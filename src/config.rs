// src/config.rs
use crate::session::DuplicatePolicy;
use clap::Parser;
use figment::{
    providers::{Env, Format, Serialized, Toml},
    Figment,
};
use serde::{Deserialize, Serialize};
use std::path::PathBuf;
use std::time::Duration;

const PROFILE: &str = "famon";
const DEFAULT_IDENTITY: &str = "famon";
const DEFAULT_POLL_INTERVAL_MS: u64 = 100;
const DEFAULT_DEBOUNCE_MS: u64 = 200;
const DEFAULT_DURATION_SECS: u64 = 120;

/// Command-line arguments for the `famon` monitor.
#[derive(Parser, Debug, Deserialize, Default)]
#[clap(author, version, about, long_about = None)]
pub struct CliArgs {
    /// Monitor the given paths as files instead of directories
    #[clap(short, long, help = "Monitor the given paths as files instead of directories")]
    pub file: bool,

    /// Print events as JSON lines
    #[clap(short, long, help = "Print events as JSON lines")]
    pub json: bool,

    /// Client name reported to the monitor backend
    #[clap(short, long, value_parser, help = "Client name reported to the monitor backend")]
    pub identity: Option<String>,

    /// Stop monitoring after this many seconds
    #[clap(short, long, value_parser, help = "Stop monitoring after this many seconds")]
    pub duration: Option<u64>,

    /// Path to a configuration file (e.g., famon.toml)
    #[clap(
        short,
        long,
        value_parser,
        help = "Path to a configuration file (e.g., famon.toml)"
    )]
    pub config: Option<PathBuf>,

    /// One or more paths to monitor
    #[clap(help = "One or more paths to monitor")]
    pub paths: Vec<String>,

    /// Log level (e.g., trace, debug, info, warn, error)
    #[clap(
        long,
        value_parser,
        help = "Log level (e.g., trace, debug, info, warn, error)"
    )]
    pub log_level: Option<String>,
}

/// Configuration loaded from file, environment, or defaults.
#[derive(Deserialize, Serialize, Debug, Default)]
pub struct FileConfig {
    /// Paths to monitor
    pub paths: Option<Vec<String>>,
    /// Monitor paths as files
    pub files: Option<bool>,
    /// Client identity
    pub identity: Option<String>,
    /// Bound of the auxiliary-input wait, in milliseconds
    pub poll_interval_ms: Option<u64>,
    /// Debounce timeout of the filesystem backend, in milliseconds
    pub debounce_ms: Option<u64>,
    /// Treatment of duplicate subscriptions
    pub duplicate_policy: Option<DuplicatePolicy>,
    /// Run time limit, in seconds
    pub duration_secs: Option<u64>,
    /// JSON event output
    pub json: Option<bool>,
    /// Log level
    pub log_level: Option<String>,
}

impl FileConfig {
    /// The lowest-precedence layer.
    #[must_use]
    pub fn defaults() -> Self {
        Self {
            paths: Some(vec![]),
            files: Some(false),
            identity: Some(DEFAULT_IDENTITY.to_string()),
            poll_interval_ms: Some(DEFAULT_POLL_INTERVAL_MS),
            debounce_ms: Some(DEFAULT_DEBOUNCE_MS),
            duplicate_policy: Some(DuplicatePolicy::default()),
            duration_secs: Some(DEFAULT_DURATION_SECS),
            json: Some(false),
            log_level: Some("info".to_string()),
        }
    }
}

/// Settings consumed by [`Session`](crate::session::Session) and
/// [`EventLoop`](crate::event_loop::EventLoop).
#[derive(Debug, Clone, PartialEq, Eq, Serialize, Deserialize)]
pub struct MonitorConfig {
    /// Client identity, used for diagnostics only
    pub identity: String,
    /// Bound of the auxiliary-input wait, in milliseconds
    pub poll_interval_ms: u64,
    /// Debounce timeout of the filesystem backend, in milliseconds
    pub debounce_ms: u64,
    /// Treatment of duplicate subscriptions
    pub duplicate_policy: DuplicatePolicy,
}

impl Default for MonitorConfig {
    fn default() -> Self {
        Self {
            identity: DEFAULT_IDENTITY.to_string(),
            poll_interval_ms: DEFAULT_POLL_INTERVAL_MS,
            debounce_ms: DEFAULT_DEBOUNCE_MS,
            duplicate_policy: DuplicatePolicy::default(),
        }
    }
}

impl MonitorConfig {
    #[must_use]
    pub const fn poll_interval(&self) -> Duration {
        Duration::from_millis(self.poll_interval_ms)
    }

    #[must_use]
    pub const fn debounce(&self) -> Duration {
        Duration::from_millis(self.debounce_ms)
    }
}

/// Final application configuration after merging all sources.
#[derive(Debug, Clone)]
pub struct AppConfig {
    /// Library settings
    pub monitor: MonitorConfig,
    /// Paths to monitor
    pub paths: Vec<String>,
    /// Whether the paths are files rather than directories
    pub files: bool,
    /// How long to run before exiting
    pub duration: Duration,
    /// Whether to print events as JSON
    pub json: bool,
    /// Log level
    pub log_level: String,
}

impl AppConfig {
    /// Loads the application configuration by merging CLI, file, environment, and defaults.
    pub fn load() -> Result<Self, figment::Error> {
        let cli_args = CliArgs::parse();
        let config_file_path = cli_args
            .config
            .clone()
            .unwrap_or_else(|| PathBuf::from("famon.toml"));
        Self::resolve(cli_args, Self::figment(config_file_path))
    }

    /// Defaults, then the `[famon]` table of the TOML file, then `FAMON_*` variables.
    ///
    /// The environment layer targets the `famon` profile so it outranks the file once
    /// that profile is selected.
    #[must_use]
    pub fn figment(config_file_path: PathBuf) -> Figment {
        Figment::new()
            .merge(Serialized::defaults(FileConfig::defaults()))
            .merge(Toml::file(config_file_path).nested())
            .merge(
                Env::prefixed("FAMON_")
                    .map(|key| key.as_str().replace("__", ".").into())
                    .profile(PROFILE),
            )
    }

    /// Applies CLI overrides on top of an already layered `figment`.
    pub fn resolve(cli_args: CliArgs, figment: Figment) -> Result<Self, figment::Error> {
        let merged: FileConfig = figment.select(PROFILE).extract()?;
        let defaults = MonitorConfig::default();

        let monitor = MonitorConfig {
            identity: cli_args
                .identity
                .or(merged.identity)
                .unwrap_or(defaults.identity),
            poll_interval_ms: merged
                .poll_interval_ms
                .unwrap_or(defaults.poll_interval_ms),
            debounce_ms: merged.debounce_ms.unwrap_or(defaults.debounce_ms),
            duplicate_policy: merged
                .duplicate_policy
                .unwrap_or(defaults.duplicate_policy),
        };

        let paths = if !cli_args.paths.is_empty() {
            cli_args.paths
        } else {
            merged.paths.unwrap_or_default()
        };

        Ok(AppConfig {
            monitor,
            paths,
            // For boolean flags, CLI presence means true
            files: cli_args.file || merged.files.unwrap_or(false),
            json: cli_args.json || merged.json.unwrap_or(false),
            duration: Duration::from_secs(
                cli_args
                    .duration
                    .or(merged.duration_secs)
                    .unwrap_or(DEFAULT_DURATION_SECS),
            ),
            log_level: cli_args
                .log_level
                .or(merged.log_level)
                .unwrap_or_else(|| "info".to_string()),
        })
    }
}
*****
## Required work
Quote every entry exactly.

## Worked solution
filename src/config.rs
// src/config.rs
use crate::session::DuplicatePolicy;
use clap::Parser;
use figment::{
    providers::{Env, Format, Serialized, Toml},
    Figment,
};
use serde::{Deserialize, Serialize};
use std::path::PathBuf;
use std::time::Duration;

const PROFILE: &str = "famon";
const DEFAULT_IDENTITY: &str = "famon";
const DEFAULT_POLL_INTERVAL_MS: u64 = 100;
const DEFAULT_DEBOUNCE_MS: u64 = 200;
const DEFAULT_DURATION_SECS: u64 = 120;

/// Command-line arguments for the `famon` monitor.
#[derive(Parser, Debug, Deserialize, Default)]
#[clap(author, version, about, long_about = None)]
pub struct CliArgs {
    /// Monitor the given paths as files instead of directories
    #[clap(short, long, help = "Monitor the given paths as files instead of directories")]
    pub file: bool,

    /// Print events as JSON lines
    #[clap(short, long, help = "Print events as JSON lines")]
    pub json: bool,

    /// Client name reported to the monitor backend
    #[clap(short, long, value_parser, help = "Client name reported to the monitor backend")]
    pub identity: Option<String>,

    /// Stop monitoring after this many seconds
    #[clap(short, long, value_parser, help = "Stop monitoring after this many seconds")]
    pub duration: Option<u64>,

    /// Path to a configuration file (e.g., famon.toml)
    #[clap(
        short,
        long,
        value_parser,
        help = "Path to a configuration file (e.g., famon.toml)"
    )]
    pub config: Option<PathBuf>,

    /// One or more paths to monitor
    #[clap(help = "One or more paths to monitor")]
    pub paths: Vec<String>,

    /// Log level (e.g., trace, debug, info, warn, error)
    #[clap(
        long,
        value_parser,
        help = "Log level (e.g., trace, debug, info, warn, error)"
    )]
    pub log_level: Option<String>,
}

/// Configuration loaded from file, environment, or defaults.
#[derive(Deserialize, Serialize, Debug, Default)]
pub struct FileConfig {
    /// Paths to monitor
    pub paths: Option<Vec<String>>,
    /// Monitor paths as files
    pub files: Option<bool>,
    /// Client identity
    pub identity: Option<String>,
    /// Bound of the auxiliary-input wait, in milliseconds
    pub poll_interval_ms: Option<u64>,
    /// Debounce timeout of the filesystem backend, in milliseconds
    pub debounce_ms: Option<u64>,
    /// Treatment of duplicate subscriptions
    pub duplicate_policy: Option<DuplicatePolicy>,
    /// Run time limit, in seconds
    pub duration_secs: Option<u64>,
    /// JSON event output
    pub json: Option<bool>,
    /// Log level
    pub log_level: Option<String>,
}

impl FileConfig {
    /// The lowest-precedence layer.
    #[must_use]
    pub fn defaults() -> Self {
        Self {
            paths: Some(vec![]),
            files: Some(false),
            identity: Some(DEFAULT_IDENTITY.to_string()),
            poll_interval_ms: Some(DEFAULT_POLL_INTERVAL_MS),
            debounce_ms: Some(DEFAULT_DEBOUNCE_MS),
            duplicate_policy: Some(DuplicatePolicy::default()),
            duration_secs: Some(DEFAULT_DURATION_SECS),
            json: Some(false),
            log_level: Some("info".to_string()),
        }
    }
}

/// Settings consumed by [`Session`](crate::session::Session) and
/// [`EventLoop`](crate::event_loop::EventLoop).
#[derive(Debug, Clone, PartialEq, Eq, Serialize, Deserialize)]
pub struct MonitorConfig {
    /// Client identity, used for diagnostics only
    pub identity: String,
    /// Bound of the auxiliary-input wait, in milliseconds
    pub poll_interval_ms: u64,
    /// Debounce timeout of the filesystem backend, in milliseconds
    pub debounce_ms: u64,
    /// Treatment of duplicate subscriptions
    pub duplicate_policy: DuplicatePolicy,
}

impl Default for MonitorConfig {
    fn default() -> Self {
        Self {
            identity: DEFAULT_IDENTITY.to_string(),
            poll_interval_ms: DEFAULT_POLL_INTERVAL_MS,
            debounce_ms: DEFAULT_DEBOUNCE_MS,
            duplicate_policy: DuplicatePolicy::default(),
        }
    }
}

impl MonitorConfig {
    #[must_use]
    pub const fn poll_interval(&self) -> Duration {
        Duration::from_millis(self.poll_interval_ms)
    }

    #[must_use]
    pub const fn debounce(&self) -> Duration {
        Duration::from_millis(self.debounce_ms)
    }
}

/// Final application configuration after merging all sources.
#[derive(Debug, Clone)]
pub struct AppConfig {
    /// Library settings
    pub monitor: MonitorConfig,
    /// Paths to monitor
    pub paths: Vec<String>,
    /// Whether the paths are files rather than directories
    pub files: bool,
    /// How long to run before exiting
    pub duration: Duration,
    /// Whether to print events as JSON
    pub json: bool,
    /// Log level
    pub log_level: String,
}

impl AppConfig {
    /// Loads the application configuration by merging CLI, file, environment, and defaults.
    pub fn load() -> Result<Self, figment::Error> {
        let cli_args = CliArgs::parse();
        let config_file_path = cli_args
            .config
            .clone()
            .unwrap_or_else(|| PathBuf::from("famon.toml"));
        Self::resolve(cli_args, Self::figment(config_file_path))
    }

    /// Defaults, then the `[famon]` table of the TOML file, then `FAMON_*` variables.
    ///
    /// The environment layer targets the `famon` profile so it outranks the file once
    /// that profile is selected.
    #[must_use]
    pub fn figment(config_file_path: PathBuf) -> Figment {
        Figment::new()
            .merge(Serialized::defaults(FileConfig::defaults()))
            .merge(Toml::file(config_file_path).nested())
            .merge(
                Env::prefixed("FAMON_")
                    .map(|key| key.as_str().replace("__", ".").into())
                    .profile(PROFILE),
            )
    }

    /// Applies CLI overrides on top of an already layered `figment`.
    pub fn resolve(cli_args: CliArgs, figment: Figment) -> Result<Self, figment::Error> {
        let merged: FileConfig = figment.select(PROFILE).extract()?;
        let defaults = MonitorConfig::default();

        let monitor = MonitorConfig {
            identity: cli_args
                .identity
                .or(merged.identity)
                .unwrap_or(defaults.identity),
            poll_interval_ms: merged
                .poll_interval_ms
                .unwrap_or(defaults.poll_interval_ms),
            debounce_ms: merged.debounce_ms.unwrap_or(defaults.debounce_ms),
            duplicate_policy: merged
                .duplicate_policy
                .unwrap_or(defaults.duplicate_policy),
        };

        let paths = if !cli_args.paths.is_empty() {
            cli_args.paths
        } else {
            merged.paths.unwrap_or_default()
        };

        Ok(AppConfig {
            monitor,
            paths,
            // For boolean flags, CLI presence means true
            files: cli_args.file || merged.files.unwrap_or(false),
            json: cli_args.json || merged.json.unwrap_or(false),
            duration: Duration::from_secs(
                cli_args
                    .duration
                    .or(merged.duration_secs)
                    .unwrap_or(DEFAULT_DURATION_SECS),
            ),
            log_level: cli_args
                .log_level
                .or(merged.log_level)
                .unwrap_or_else(|| "info".to_string()),
        })
    }
}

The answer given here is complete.